_Task requirements:_ Extract every line from the records below that contains the word "None".

_Saved data entries:_

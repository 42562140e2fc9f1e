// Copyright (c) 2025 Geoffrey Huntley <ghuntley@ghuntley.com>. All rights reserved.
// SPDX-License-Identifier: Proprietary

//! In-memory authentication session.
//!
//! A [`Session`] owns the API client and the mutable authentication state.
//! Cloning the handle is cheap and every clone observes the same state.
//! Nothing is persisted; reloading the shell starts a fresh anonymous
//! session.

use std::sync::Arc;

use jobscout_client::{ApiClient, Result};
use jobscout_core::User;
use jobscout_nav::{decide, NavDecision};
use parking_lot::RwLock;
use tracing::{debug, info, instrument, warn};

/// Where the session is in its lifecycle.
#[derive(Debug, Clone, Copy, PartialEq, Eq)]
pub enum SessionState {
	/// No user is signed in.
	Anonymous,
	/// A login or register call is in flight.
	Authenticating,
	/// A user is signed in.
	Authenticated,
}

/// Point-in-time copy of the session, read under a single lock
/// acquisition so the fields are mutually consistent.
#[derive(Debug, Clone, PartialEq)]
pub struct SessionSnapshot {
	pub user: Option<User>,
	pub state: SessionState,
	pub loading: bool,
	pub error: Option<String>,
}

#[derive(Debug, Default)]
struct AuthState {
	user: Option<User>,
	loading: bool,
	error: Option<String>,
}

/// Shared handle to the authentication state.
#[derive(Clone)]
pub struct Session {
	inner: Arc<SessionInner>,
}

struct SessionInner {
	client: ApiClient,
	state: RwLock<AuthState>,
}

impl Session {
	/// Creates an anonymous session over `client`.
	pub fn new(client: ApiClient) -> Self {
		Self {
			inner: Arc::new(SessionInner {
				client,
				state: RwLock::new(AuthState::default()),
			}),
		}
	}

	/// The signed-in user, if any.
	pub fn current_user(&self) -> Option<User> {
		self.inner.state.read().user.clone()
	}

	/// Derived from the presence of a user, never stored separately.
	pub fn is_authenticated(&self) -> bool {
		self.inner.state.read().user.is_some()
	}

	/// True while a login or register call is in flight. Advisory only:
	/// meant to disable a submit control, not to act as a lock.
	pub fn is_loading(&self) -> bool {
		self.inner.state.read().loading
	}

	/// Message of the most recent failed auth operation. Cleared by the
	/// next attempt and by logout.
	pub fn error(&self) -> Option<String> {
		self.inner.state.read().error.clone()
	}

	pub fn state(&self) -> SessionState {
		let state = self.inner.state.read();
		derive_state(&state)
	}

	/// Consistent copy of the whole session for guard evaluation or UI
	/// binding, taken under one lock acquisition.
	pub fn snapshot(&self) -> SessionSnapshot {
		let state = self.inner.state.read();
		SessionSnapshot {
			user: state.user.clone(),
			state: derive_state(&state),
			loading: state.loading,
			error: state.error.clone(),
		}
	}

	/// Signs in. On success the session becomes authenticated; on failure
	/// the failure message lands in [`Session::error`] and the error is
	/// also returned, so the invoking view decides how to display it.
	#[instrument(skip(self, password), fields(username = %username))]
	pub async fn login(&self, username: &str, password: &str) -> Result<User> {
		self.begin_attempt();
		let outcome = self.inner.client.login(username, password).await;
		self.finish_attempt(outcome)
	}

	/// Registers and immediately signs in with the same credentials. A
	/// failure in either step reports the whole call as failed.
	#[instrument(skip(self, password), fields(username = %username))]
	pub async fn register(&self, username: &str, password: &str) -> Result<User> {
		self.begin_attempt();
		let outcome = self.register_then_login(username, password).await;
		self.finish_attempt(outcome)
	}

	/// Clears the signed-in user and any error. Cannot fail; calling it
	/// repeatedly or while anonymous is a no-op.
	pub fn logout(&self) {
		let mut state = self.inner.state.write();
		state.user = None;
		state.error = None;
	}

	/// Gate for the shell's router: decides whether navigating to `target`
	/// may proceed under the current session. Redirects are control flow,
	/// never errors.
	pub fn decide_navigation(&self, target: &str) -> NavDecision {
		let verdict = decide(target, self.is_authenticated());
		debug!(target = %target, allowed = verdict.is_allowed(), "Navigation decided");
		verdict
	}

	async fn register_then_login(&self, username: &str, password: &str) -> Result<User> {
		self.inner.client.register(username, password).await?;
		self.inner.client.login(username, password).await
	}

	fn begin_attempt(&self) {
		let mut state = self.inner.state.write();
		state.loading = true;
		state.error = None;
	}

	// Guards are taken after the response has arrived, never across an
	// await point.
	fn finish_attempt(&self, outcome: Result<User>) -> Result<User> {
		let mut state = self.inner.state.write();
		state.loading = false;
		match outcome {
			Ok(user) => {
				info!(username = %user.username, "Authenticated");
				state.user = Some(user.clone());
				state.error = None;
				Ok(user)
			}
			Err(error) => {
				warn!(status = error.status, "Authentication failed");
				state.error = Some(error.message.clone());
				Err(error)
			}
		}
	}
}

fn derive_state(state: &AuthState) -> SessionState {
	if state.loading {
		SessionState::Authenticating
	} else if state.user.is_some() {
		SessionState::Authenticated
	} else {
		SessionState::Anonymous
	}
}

_Solution for this problem:_
		state.user = None;
		state.error = None;
		state.error = None;
				state.error = None;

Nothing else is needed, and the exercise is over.